▶ [Stored entries]:
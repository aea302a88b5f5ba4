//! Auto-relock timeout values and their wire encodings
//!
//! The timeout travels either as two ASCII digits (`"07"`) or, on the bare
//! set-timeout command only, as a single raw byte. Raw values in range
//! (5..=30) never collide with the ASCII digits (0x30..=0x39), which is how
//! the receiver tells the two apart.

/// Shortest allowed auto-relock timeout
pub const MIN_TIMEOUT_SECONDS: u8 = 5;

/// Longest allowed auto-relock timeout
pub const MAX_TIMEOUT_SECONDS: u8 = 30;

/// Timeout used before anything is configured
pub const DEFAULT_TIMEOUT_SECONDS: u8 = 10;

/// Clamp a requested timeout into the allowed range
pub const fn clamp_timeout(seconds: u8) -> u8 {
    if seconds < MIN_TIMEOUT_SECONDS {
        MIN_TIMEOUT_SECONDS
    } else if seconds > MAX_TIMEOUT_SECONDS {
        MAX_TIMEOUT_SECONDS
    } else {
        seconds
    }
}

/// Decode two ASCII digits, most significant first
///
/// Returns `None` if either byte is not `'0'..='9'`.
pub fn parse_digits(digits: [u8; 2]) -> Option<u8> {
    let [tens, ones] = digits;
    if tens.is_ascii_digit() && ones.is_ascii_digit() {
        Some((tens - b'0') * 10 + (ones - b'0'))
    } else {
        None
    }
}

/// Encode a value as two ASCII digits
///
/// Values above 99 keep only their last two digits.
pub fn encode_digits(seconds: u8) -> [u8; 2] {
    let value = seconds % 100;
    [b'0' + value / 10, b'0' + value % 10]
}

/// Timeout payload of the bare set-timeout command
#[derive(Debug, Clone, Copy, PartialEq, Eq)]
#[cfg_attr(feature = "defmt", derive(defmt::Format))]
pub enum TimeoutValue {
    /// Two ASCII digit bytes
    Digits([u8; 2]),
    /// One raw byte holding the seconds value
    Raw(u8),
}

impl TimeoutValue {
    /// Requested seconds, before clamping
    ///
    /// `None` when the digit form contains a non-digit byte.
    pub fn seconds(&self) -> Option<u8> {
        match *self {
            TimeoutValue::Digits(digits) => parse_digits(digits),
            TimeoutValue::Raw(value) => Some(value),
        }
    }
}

▶ [WHAT NEEDS TO BE DONE]: A word-for-word copy of the data above is the goal, so set it all down again.

▶ [ANSWER TO THE PROBLEM]:
repository aea302a88b5f5ba4
//! Auto-relock timeout values and their wire encodings
//!
//! The timeout travels either as two ASCII digits (`"07"`) or, on the bare
//! set-timeout command only, as a single raw byte. Raw values in range
//! (5..=30) never collide with the ASCII digits (0x30..=0x39), which is how
//! the receiver tells the two apart.

/// Shortest allowed auto-relock timeout
pub const MIN_TIMEOUT_SECONDS: u8 = 5;

/// Longest allowed auto-relock timeout
pub const MAX_TIMEOUT_SECONDS: u8 = 30;

/// Timeout used before anything is configured
pub const DEFAULT_TIMEOUT_SECONDS: u8 = 10;

/// Clamp a requested timeout into the allowed range
pub const fn clamp_timeout(seconds: u8) -> u8 {
    if seconds < MIN_TIMEOUT_SECONDS {
        MIN_TIMEOUT_SECONDS
    } else if seconds > MAX_TIMEOUT_SECONDS {
        MAX_TIMEOUT_SECONDS
    } else {
        seconds
    }
}

/// Decode two ASCII digits, most significant first
///
/// Returns `None` if either byte is not `'0'..='9'`.
pub fn parse_digits(digits: [u8; 2]) -> Option<u8> {
    let [tens, ones] = digits;
    if tens.is_ascii_digit() && ones.is_ascii_digit() {
        Some((tens - b'0') * 10 + (ones - b'0'))
    } else {
        None
    }
}

/// Encode a value as two ASCII digits
///
/// Values above 99 keep only their last two digits.
pub fn encode_digits(seconds: u8) -> [u8; 2] {
    let value = seconds % 100;
    [b'0' + value / 10, b'0' + value % 10]
}

/// Timeout payload of the bare set-timeout command
#[derive(Debug, Clone, Copy, PartialEq, Eq)]
#[cfg_attr(feature = "defmt", derive(defmt::Format))]
pub enum TimeoutValue {
    /// Two ASCII digit bytes
    Digits([u8; 2]),
    /// One raw byte holding the seconds value
    Raw(u8),
}

impl TimeoutValue {
    /// Requested seconds, before clamping
    ///
    /// `None` when the digit form contains a non-digit byte.
    pub fn seconds(&self) -> Option<u8> {
        match *self {
            TimeoutValue::Digits(digits) => parse_digits(digits),
            TimeoutValue::Raw(value) => Some(value),
        }
    }
}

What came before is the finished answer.